During the past couple of hundred years, the durable little instrument has garnered an impressive number of descriptive names: tin sandwich, harp, mouth organ, harpoon, Mississippi saxophone, French harp or, simply harmonica.

The harmonica is ubiquitous in history. American folklore has it that Abraham Lincoln carried a harmonica. “Douglas has a brass band with him in Peoria (Ill.) but this will do for me,” says Carl Sandburg’s Abraham Lincoln, waving a harmonica during his 1856 Senate campaign against Steven Douglas.

The instrument provided solace around campfires in both Union and Confederate camps during the Civil War. Legend has it that the somewhat disparate Wyatt Earp and Billy the Kid both played. Jesse James’ brother, Frank, was reportedly saved from a bullet by a shirt-pocket harmonica.

For an instrument that initially targeted its audience in the 19th century folk music of Austria, “the harmonica has become transcendent, arguably the most popular instrument in history,” according to one of the few good books on the subject, Harmonicas, Harps and Heavy Breathers: The Evolution of the People’s Instrument by Kim Field. “It has been to both poles, down the Amazon and to the summit of Mt. Everest. In its most spectacular field trip, it became the first instrument to serenade us from outer space (Astronaut Wally Schirra on the 1965 Gemini VI flight).”

Millions of harmonicas have been created. Christian Friedrich Ludwig Buschmann is credited as the inventor of the harmonica in 1821, but other inventors developed similar instruments around the same time, perhaps even earlier.

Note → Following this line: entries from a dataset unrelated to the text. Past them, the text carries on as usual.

use super::*;
use async_trait::async_trait;
use catalog::ProductRow;
use semantic::SemanticError;
use serde_json::json;
use std::sync::atomic::{AtomicUsize, Ordering};

use crate::types::ErrorKind;

/// Returns the same vector for every text and counts calls.
struct FixedEmbedder {
    vector: Vec<f32>,
    calls: AtomicUsize,
}

impl FixedEmbedder {
    fn new(vector: Vec<f32>) -> Arc<Self> {
        Arc::new(Self {
            vector,
            calls: AtomicUsize::new(0),
        })
    }

    fn calls(&self) -> usize {
        self.calls.load(Ordering::SeqCst)
    }
}

#[async_trait]
impl Embedder for FixedEmbedder {
    async fn embed(&self, _text: &str) -> Result<Vec<f32>, SemanticError> {
        self.calls.fetch_add(1, Ordering::SeqCst);
        Ok(self.vector.clone())
    }

    fn model_name(&self) -> &str {
        "fixed"
    }
}

struct FailingEmbedder;

#[async_trait]
impl Embedder for FailingEmbedder {
    async fn embed(&self, _text: &str) -> Result<Vec<f32>, SemanticError> {
        Err(SemanticError::Request("connection refused".into()))
    }

    fn model_name(&self) -> &str {
        "failing"
    }
}

/// Product `i` gets embedding `[1, 0.01 * i]`: against the query `[1, 0]`
/// similarity strictly decreases with `i`.
fn product(i: usize, name: &str, category: Option<i64>) -> ProductRow {
    let mut row = ProductRow::new(100 + i as i64, name).with_embedding(&[1.0, 0.01 * i as f32]);
    row.category_id = category;
    row
}

fn engine_with(rows: Vec<ProductRow>, embedder: Arc<dyn Embedder>) -> SearchEngine {
    let snapshot = CatalogSnapshot::build(rows, Vec::new()).unwrap();
    SearchEngine::new(Arc::new(snapshot), embedder, RankingConfig::default()).unwrap()
}

fn engine(rows: Vec<ProductRow>) -> SearchEngine {
    engine_with(rows, FixedEmbedder::new(vec![1.0, 0.0]))
}

fn positions(page: &SearchPage) -> Vec<i64> {
    page.product_ids.iter().map(|id| id - 100).collect()
}

#[tokio::test]
async fn empty_catalog_is_unavailable_without_embedding() {
    let embedder = FixedEmbedder::new(vec![1.0, 0.0]);
    let engine = engine_with(Vec::new(), embedder.clone());

    assert!(!engine.is_available());
    let err = engine.search(&SearchRequest::new("relay")).await.unwrap_err();
    assert!(matches!(err, SearchError::Unavailable));
    assert_eq!(err.kind(), ErrorKind::Unavailable);
    assert_eq!(embedder.calls(), 0);
}

#[tokio::test]
async fn unavailable_takes_precedence_over_bad_input() {
    let engine = engine(Vec::new());
    let err = engine.search(&SearchRequest::new("  ")).await.unwrap_err();
    assert_eq!(err.kind(), ErrorKind::Unavailable);
}

#[tokio::test]
async fn blank_query_is_rejected() {
    let engine = engine(vec![product(0, "Relay", Some(1))]);
    let err = engine.search(&SearchRequest::new(" \t ")).await.unwrap_err();
    assert!(matches!(err, SearchError::InvalidInput { field: "q", .. }));
}

#[tokio::test]
async fn bad_pagination_is_rejected_before_embedding() {
    let embedder = FixedEmbedder::new(vec![1.0, 0.0]);
    let engine = engine_with(vec![product(0, "Relay", Some(1))], embedder.clone());

    let err = engine
        .search(&SearchRequest::new("relay").with_page(0, 10))
        .await
        .unwrap_err();
    assert!(matches!(err, SearchError::InvalidInput { field: "page", .. }));

    let err = engine
        .search(&SearchRequest::new("relay").with_page(1, 0))
        .await
        .unwrap_err();
    assert!(matches!(err, SearchError::InvalidInput { field: "limit", .. }));
    assert_eq!(embedder.calls(), 0);
}

#[tokio::test]
async fn plain_query_keeps_relevance_order() {
    let rows = (0..5).map(|i| product(i, &format!("Item {i}"), Some(1))).collect();
    let page = engine(rows).search(&SearchRequest::new("resistor")).await.unwrap();
    assert_eq!(positions(&page), vec![0, 1, 2, 3, 4]);
    assert_eq!(page.total, 5);
}

#[tokio::test]
async fn keyword_boost_reorders_results() {
    let rows = vec![
        product(0, "Heat Shrink Tubing", None),
        product(1, "Solder Wire", None),
        product(2, "Solder Wire Kit", None),
    ];
    let engine = engine(rows);

    let ranked = engine
        .rank(&[1.0, 0.0], "soldering kit", CategorySelector::All)
        .unwrap();
    let ids: Vec<i64> = ranked.iter().map(|c| c.product_id - 100).collect();
    assert_eq!(ids, vec![2, 1, 0]);
    assert!((ranked[0].boost - 1.2).abs() < 1e-6);
    assert!((ranked[1].boost - 1.0).abs() < 1e-6);
    assert_eq!(ranked[2].boost, 0.0);
}

#[tokio::test]
async fn project_query_diversifies_by_tier() {
    let categories = [6, 1, 1, 1, 4, 7, 4, 4, 6, 6, 1, 7];
    let rows = categories
        .iter()
        .enumerate()
        .map(|(i, c)| product(i, &format!("Item {i}"), Some(*c)))
        .collect();
    let engine = engine(rows);

    let page = engine
        .search(&SearchRequest::new("build a radio").with_page(1, 20))
        .await
        .unwrap();
    assert_eq!(
        positions(&page),
        vec![1, 2, 4, 6, 0, 8, 5, 11, 3, 7, 9, 10]
    );

    // No category shows a third member inside the first six.
    let head: Vec<i64> = positions(&page)[..6]
        .iter()
        .map(|&pos| categories[pos as usize])
        .collect();
    assert_eq!(head, vec![1, 1, 4, 4, 6, 6]);
}

#[tokio::test]
async fn non_project_query_is_not_diversified() {
    let categories = [6, 1, 1, 1, 4];
    let rows = categories
        .iter()
        .enumerate()
        .map(|(i, c)| product(i, &format!("Item {i}"), Some(*c)))
        .collect();
    let page = engine(rows)
        .search(&SearchRequest::new("capacitor"))
        .await
        .unwrap();
    assert_eq!(positions(&page), vec![0, 1, 2, 3, 4]);
}

#[tokio::test]
async fn category_filter_restricts_and_counts_matches() {
    let rows = (0..42)
        .map(|i| {
            let category = if i % 8 == 5 { 9 } else { 3 };
            product(i, &format!("Item {i}"), Some(category))
        })
        .collect();
    let engine = engine(rows);
    let snapshot = engine.snapshot().clone();

    let mut lengths = Vec::new();
    for page in 1..=4 {
        let req = SearchRequest::new("build a robot")
            .with_category(json!("3"))
            .with_page(page, 10);
        let result = engine.search(&req).await.unwrap();
        assert_eq!(result.total, 37);
        for id in &result.product_ids {
            assert_eq!(snapshot.get(*id).unwrap().category_id, Some(3));
        }
        lengths.push(result.product_ids.len());
    }
    assert_eq!(lengths, vec![10, 10, 10, 7]);

    let beyond = engine
        .search(
            &SearchRequest::new("build a robot")
                .with_category(json!(3))
                .with_page(5, 10),
        )
        .await
        .unwrap();
    assert!(beyond.product_ids.is_empty());
    assert_eq!(beyond.total, 37);
}

#[tokio::test]
async fn filtered_results_stay_in_relevance_order() {
    // Would be reordered by the tier walk if diversification ran.
    let categories = [6, 1, 6, 1];
    let rows = categories
        .iter()
        .enumerate()
        .map(|(i, c)| product(i, &format!("Item {i}"), Some(*c)))
        .collect();
    let engine = engine(rows);

    let page = engine
        .search(&SearchRequest::new("build").with_category(json!(6)))
        .await
        .unwrap();
    assert_eq!(positions(&page), vec![0, 2]);
}

#[tokio::test]
async fn unparseable_category_means_no_filter() {
    let categories = [6, 1, 6, 1];
    let rows = categories
        .iter()
        .enumerate()
        .map(|(i, c)| product(i, &format!("Item {i}"), Some(*c)))
        .collect();
    let engine = engine(rows);

    let page = engine
        .search(&SearchRequest::new("build").with_category(json!("tools")))
        .await
        .unwrap();
    assert_eq!(page.total, 4);
    // Diversification still applies: category 1 comes first.
    assert_eq!(positions(&page), vec![1, 3, 0, 2]);
}

#[tokio::test]
async fn identical_requests_give_identical_pages() {
    let rows = (0..30)
        .map(|i| product(i, &format!("Kit part {i}"), Some((i % 14) as i64 + 1)))
        .collect();
    let engine = engine(rows);
    let req = SearchRequest::new("starter kit").with_page(2, 7);

    let first = engine.search(&req).await.unwrap();
    for _ in 0..5 {
        assert_eq!(engine.search(&req).await.unwrap(), first);
    }
}

#[tokio::test]
async fn boosts_never_lower_scores() {
    let names = [
        "Solder Wire",
        "Soldering Iron Kit",
        "Desoldering Pump",
        "Jumper Wires",
        "Multimeter",
        "Wire Stripper Tool",
    ];
    let rows = names
        .iter()
        .enumerate()
        .map(|(i, n)| product(i, n, None))
        .collect();
    let engine = engine(rows);

    let ranked = engine
        .rank(&[1.0, 0.0], "soldering wire tool", CategorySelector::All)
        .unwrap();
    assert_eq!(ranked.len(), names.len());
    for candidate in &ranked {
        assert!(candidate.boost >= 0.0);
        assert!(candidate.final_score >= candidate.semantic_score);
        if candidate.boost == 0.0 {
            assert_eq!(candidate.final_score, candidate.semantic_score);
        }
    }
    let multimeter = ranked.iter().find(|c| c.product_id == 104).unwrap();
    assert_eq!(multimeter.boost, 0.0);
}

#[tokio::test]
async fn embedding_failure_is_internal() {
    let engine = engine_with(vec![product(0, "Relay", None)], Arc::new(FailingEmbedder));
    let err = engine.search(&SearchRequest::new("relay")).await.unwrap_err();
    assert!(matches!(err, SearchError::Embedding(_)));
    assert_eq!(err.kind(), ErrorKind::Internal);
}

#[tokio::test]
async fn wrong_query_width_is_internal() {
    let engine = engine_with(
        vec![product(0, "Relay", None)],
        FixedEmbedder::new(vec![1.0, 0.0, 0.0]),
    );
    let err = engine.search(&SearchRequest::new("relay")).await.unwrap_err();
    assert!(matches!(err, SearchError::DimensionMismatch { .. }));
    assert_eq!(err.kind(), ErrorKind::Internal);
}

#[test]
fn invalid_config_is_rejected() {
    let snapshot = Arc::new(CatalogSnapshot::default());
    let config = RankingConfig {
        retrieval_k: 0,
        ..RankingConfig::default()
    };
    let err = SearchEngine::new(snapshot, FixedEmbedder::new(vec![1.0]), config).unwrap_err();
    assert!(matches!(err, SearchError::Config(_)));
}

#[test]
fn small_retrieval_width_limits_candidates() {
    let rows: Vec<_> = (0..20).map(|i| product(i, &format!("Item {i}"), None)).collect();
    let snapshot = CatalogSnapshot::build(rows, Vec::new()).unwrap();
    let config = RankingConfig {
        retrieval_k: 5,
        ..RankingConfig::default()
    };
    let engine = SearchEngine::new(
        Arc::new(snapshot),
        FixedEmbedder::new(vec![1.0, 0.0]),
        config,
    )
    .unwrap();
    let ranked = engine
        .rank(&[1.0, 0.0], "anything", CategorySelector::All)
        .unwrap();
    let ids: Vec<i64> = ranked.iter().map(|c| c.product_id - 100).collect();
    assert_eq!(ids, vec![0, 1, 2, 3, 4]);
}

In the early 1800s, many of the early harmonica makers were German clock builders. In their spare time, they made the simple popular diatonic scale harmonica primarily used today, but also designed and fashioned other elaborate “Mundharmonikas,” such as a 2-foot long 48-chord harmonica.

“Back before the wars, there were over 200 German businesses making or involved in assembling harmonicas,” says Harlan Crain, collector and founder of Harmonica Collectors International (HCI).

Crain has the largest collection of harmonicas in the world — more than 6,000 harmonicas (“6,119, but who’s counting,” Crain says). Each harmonica is displayed in shelving that makes access easy.” His wife, Donna, is very accommodating … and relieved he doesn’t collect pianos.

Crain knows every major collector, harmonica company factory representatives and even counts contemporary musicians among his friends. His many fellow collectors acknowledge his as the largest collection. Word gets around.

As such, you never know who’s going to drop by his St. Louis suburban home.

On Saturday, March 10, Ozzie Osbourne; his son, Jack; and daughter, Kelly, dropped by Crain’s house to see his harmonica collection, as part of the second-year episode of Ozzie and Jack’s World Detour.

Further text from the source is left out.